You see Cloud Composer jobs fail with the Negsignal.SIGSEGV error message but their triggered jobs in Dataproc or Dataflow seems to be successfully running and finishing as well.

Example:

[YYYY-MM-DD hh:mm:ss,sss] {local_task_job.py:102} INFO - Task exited with return code Negsignal.SIGSEGV

Environment

  • Cloud composer version composer -1.14.4-airflow-1.10.14 and above.

Solution

  1. Set default Airflow configuration GPRC_POLL_STRATEGY to epoll1 in Override Airflow configuration options.
  2. Upgrade of Cloud composer Image released after 2021-09-21 should also resolve this issue.
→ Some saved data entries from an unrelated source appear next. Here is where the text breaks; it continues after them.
//! Policy selection: select an existing candidate, compose several, or fall
//! back to generation. A total decision table with no side effects;
//! `generate` is always available as the universal fallback.

use crate::discovery::ToolSpec;
use crate::intent::ParsedIntent;
use serde::{Deserialize, Serialize};

/// Margin below the threshold within which a runner-up still justifies
/// composition.
const COMPOSE_WINDOW: f64 = 0.05;

/// Score gap above which the best candidate is a clear winner.
const CLEAR_WINNER_GAP: f64 = 0.20;

/// Fulfillment strategy for one intent.
#[derive(Debug, Clone, Copy, PartialEq, Eq, Serialize, Deserialize)]
#[serde(rename_all = "lowercase")]
pub enum Policy {
    /// Use the best candidate as-is.
    Select,
    /// Chain two or more candidates.
    Compose,
    /// Synthesize a new module via the local LLM.
    Generate,
}

impl Policy {
    pub fn as_str(&self) -> &'static str {
        match self {
            Policy::Select => "select",
            Policy::Compose => "compose",
            Policy::Generate => "generate",
        }
    }
}

/// Decide how to fulfill the intent given ranked candidates and the
/// configured confidence threshold. Returns the policy plus a human-readable
/// justification.
pub fn choose_policy(
    _intent: &ParsedIntent,
    candidates: &[ToolSpec],
    threshold: f64,
) -> (Policy, String) {
    let Some(best) = candidates.first() else {
        return (
            Policy::Generate,
            "no suitable candidates; generating a new module".to_string(),
        );
    };

    if best.score < threshold {
        if candidates.len() >= 2 {
            let avg = (best.score + candidates[1].score) / 2.0;
            if avg >= threshold - COMPOSE_WINDOW {
                return (
                    Policy::Compose,
                    format!(
                        "two partial matches warrant composition (avg {:.2} within window of threshold {:.2})",
                        avg, threshold
                    ),
                );
            }
        }
        return (
            Policy::Generate,
            format!(
                "best candidate {:.2} below threshold {:.2}; generating",
                best.score, threshold
            ),
        );
    }

    if let Some(second) = candidates.get(1) {
        let gap = best.score - second.score;
        if gap >= CLEAR_WINNER_GAP {
            return (
                Policy::Select,
                format!("clear winner: gap {:.2} over runner-up", gap),
            );
        }
        if second.score >= threshold - COMPOSE_WINDOW {
            return (
                Policy::Compose,
                format!(
                    "top-2 above threshold window ({:.2}, {:.2})",
                    best.score, second.score
                ),
            );
        }
    }
    (
        Policy::Select,
        format!("top-1 above threshold ({:.2} >= {:.2})", best.score, threshold),
    )
}

#[cfg(test)]
mod tests {
    use super::*;

    fn intent() -> ParsedIntent {
        ParsedIntent {
            domain: Some("analysis".to_string()),
            action: Some("analyze_repository".to_string()),
            raw_text: "analyze".to_string(),
            confidence: 0.8,
        }
    }

    fn candidates(scores: &[f64]) -> Vec<ToolSpec> {
        scores
            .iter()
            .enumerate()
            .map(|(i, &score)| ToolSpec {
                identifier: format!("tool://c{i}"),
                entry_point_name: "run".to_string(),
                declared_parameters: Vec::new(),
                documentation: String::new(),
                score,
            })
            .collect()
    }

    #[test]
    fn empty_candidates_fall_back_to_generate() {
        let (policy, reason) = choose_policy(&intent(), &[], 0.6);
        assert_eq!(policy, Policy::Generate);
        assert!(reason.contains("no suitable candidates"));
    }

    #[test]
    fn clear_winner_selects() {
        let (policy, reason) = choose_policy(&intent(), &candidates(&[0.85, 0.60]), 0.60);
        assert_eq!(policy, Policy::Select);
        assert!(reason.contains("clear winner"));
    }

    #[test]
    fn close_top_two_compose() {
        let (policy, _) = choose_policy(&intent(), &candidates(&[0.62, 0.58]), 0.60);
        assert_eq!(policy, Policy::Compose);
    }

    #[test]
    fn weak_candidates_generate() {
        let (policy, _) = choose_policy(&intent(), &candidates(&[0.45, 0.40]), 0.60);
        assert_eq!(policy, Policy::Generate);
    }

    #[test]
    fn partial_pair_below_threshold_composes() {
        // avg 0.575 >= 0.60 - 0.05
        let (policy, reason) = choose_policy(&intent(), &candidates(&[0.58, 0.57]), 0.60);
        assert_eq!(policy, Policy::Compose);
        assert!(reason.contains("partial matches"));
    }

    #[test]
    fn lone_strong_candidate_selects() {
        let (policy, _) = choose_policy(&intent(), &candidates(&[0.70]), 0.60);
        assert_eq!(policy, Policy::Select);
    }

    #[test]
    fn always_returns_some_policy() {
        for scores in [vec![], vec![0.0], vec![1.0, 1.0, 1.0], vec![0.31, 0.3, 0.29]] {
            let (policy, _) = choose_policy(&intent(), &candidates(&scores), 0.6);
            assert!(matches!(policy, Policy::Select | Policy::Compose | Policy::Generate));
        }
    }

    #[test]
    fn select_and_compose_respect_arity() {
        let (policy, _) = choose_policy(&intent(), &candidates(&[0.9]), 0.6);
        assert_ne!(policy, Policy::Compose);
        let (policy, _) = choose_policy(&intent(), &[], 0.6);
        assert_ne!(policy, Policy::Select);
    }
}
See Cloud Composer release notes .

Cause

In gRPC v1.30.0, the default polling strategy was epoll1 which supports OS Fork and only compatible poll polling strategies which was required for Dataproc, Dataflow, and BigQuery job operators to get the status of the job.

gRPC v1.31.0 have changed the polling strategy from epoll1 to epollex which is not a compatible poll polling
strategies for Celery workers.

The composer version composer-1.14.4-airflow-1.10.14 and above uses grpcio v1.33.2 and above as mentioned in the version list.